▶ _What the task asks_
From the entries below, reproduce exactly the line containing "pub struct Model", the line containing "pub fn checklist_keys(&self)", and every line in between, with nothing added.

Input data Start Marker

use sea_orm::entity::prelude::*;
use serde::{Deserialize, Serialize};
use utoipa::ToSchema;

use crate::stage_data::{CustomFieldDefs, KeyList, LocalizedNames};

/// Behaviour attached to a pipeline step, fixed when the template is defined.
#[derive(
    Debug,
    Clone,
    Copy,
    PartialEq,
    Eq,
    Default,
    EnumIter,
    DeriveActiveEnum,
    Serialize,
    Deserialize,
    ToSchema,
)]
#[sea_orm(rs_type = "String", db_type = "String(None)")]
#[serde(rename_all = "snake_case")]
pub enum StageKind {
    #[default]
    #[sea_orm(string_value = "generic")]
    Generic,
    #[sea_orm(string_value = "render")]
    Render,
    #[sea_orm(string_value = "model_3d")]
    #[serde(rename = "model_3d")]
    Model3d,
    #[sea_orm(string_value = "factory_proposal")]
    FactoryProposal,
    #[sea_orm(string_value = "quotation")]
    Quotation,
}

impl StageKind {
    pub fn as_str(&self) -> &'static str {
        match self {
            StageKind::Generic => "generic",
            StageKind::Render => "render",
            StageKind::Model3d => "model_3d",
            StageKind::FactoryProposal => "factory_proposal",
            StageKind::Quotation => "quotation",
        }
    }

    /// Kind implied by one of the catalogue stage names
    pub fn from_name(name: &str) -> Self {
        match name.trim() {
            "Render" => StageKind::Render,
            "3D Model" => StageKind::Model3d,
            "Factory Proposal" => StageKind::FactoryProposal,
            "Quotation" => StageKind::Quotation,
            _ => StageKind::Generic,
        }
    }

    /// Files on these stages must name the users allowed to see them
    pub fn requires_access_list(&self) -> bool {
        matches!(self, StageKind::FactoryProposal | StageKind::Quotation)
    }

    /// Allowed upload extensions, `None` when any extension is accepted
    pub fn allowed_extensions(&self) -> Option<&'static [&'static str]> {
        match self {
            StageKind::Render => Some(&["jpg", "jpeg", "png", "gif", "webp", "bmp", "svg"]),
            StageKind::Model3d => Some(&["step", "stp", "stl"]),
            _ => None,
        }
    }
}

#[derive(Clone, Debug, PartialEq, DeriveEntityModel, Serialize, Deserialize)]
#[sea_orm(table_name = "stage_templates")]
#[serde(rename_all = "camelCase")]
pub struct Model {
    #[sea_orm(primary_key)]
    pub id: i32,
    pub company_id: i32,
    pub name: String,
    pub name_translations: Option<LocalizedNames>,
    pub kind: StageKind,
    pub position: i32,
    pub has_checklist: bool,
    pub checklist_items: Option<KeyList>,
    pub has_conditional_substages: bool,
    pub conditional_substages: Option<KeyList>,
    pub custom_fields: Option<CustomFieldDefs>,
    pub is_active: bool,
    pub created_at: ChronoDateTimeUtc,
    pub updated_at: ChronoDateTimeUtc,
}

#[derive(Copy, Clone, Debug, EnumIter, DeriveRelation)]
pub enum Relation {
    #[sea_orm(
        belongs_to = "super::companies::Entity",
        from = "Column::CompanyId",
        to = "super::companies::Column::Id",
        on_delete = "Cascade"
    )]
    Companies,
    #[sea_orm(has_many = "super::stages::Entity")]
    Stages,
}

impl Related<super::companies::Entity> for Entity {
    fn to() -> RelationDef {
        Relation::Companies.def()
    }
}

impl Related<super::stages::Entity> for Entity {
    fn to() -> RelationDef {
        Relation::Stages.def()
    }
}

impl ActiveModelBehavior for ActiveModel {}

impl Model {
    /// Checklist keys, empty when the template carries no checklist
    pub fn checklist_keys(&self) -> Vec<String> {
        match (&self.checklist_items, self.has_checklist) {
            (Some(items), true) => items.0.clone(),
            _ => Vec::new(),
        }
    }

    /// Conditional substage keys, empty when the template has none
    pub fn substage_keys(&self) -> Vec<String> {
        match (&self.conditional_substages, self.has_conditional_substages) {
            (Some(items), true) => items.0.clone(),
            _ => Vec::new(),
        }
    }
}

Input data End Marker

▶ _Problem solution_
pub struct Model {
    #[sea_orm(primary_key)]
    pub id: i32,
    pub company_id: i32,
    pub name: String,
    pub name_translations: Option<LocalizedNames>,
    pub kind: StageKind,
    pub position: i32,
    pub has_checklist: bool,
    pub checklist_items: Option<KeyList>,
    pub has_conditional_substages: bool,
    pub conditional_substages: Option<KeyList>,
    pub custom_fields: Option<CustomFieldDefs>,
    pub is_active: bool,
    pub created_at: ChronoDateTimeUtc,
    pub updated_at: ChronoDateTimeUtc,
}

#[derive(Copy, Clone, Debug, EnumIter, DeriveRelation)]
pub enum Relation {
    #[sea_orm(
        belongs_to = "super::companies::Entity",
        from = "Column::CompanyId",
        to = "super::companies::Column::Id",
        on_delete = "Cascade"
    )]
    Companies,
    #[sea_orm(has_many = "super::stages::Entity")]
    Stages,
}

impl Related<super::companies::Entity> for Entity {
    fn to() -> RelationDef {
        Relation::Companies.def()
    }
}

impl Related<super::stages::Entity> for Entity {
    fn to() -> RelationDef {
        Relation::Stages.def()
    }
}

impl ActiveModelBehavior for ActiveModel {}

impl Model {
    /// Checklist keys, empty when the template carries no checklist
    pub fn checklist_keys(&self) -> Vec<String> {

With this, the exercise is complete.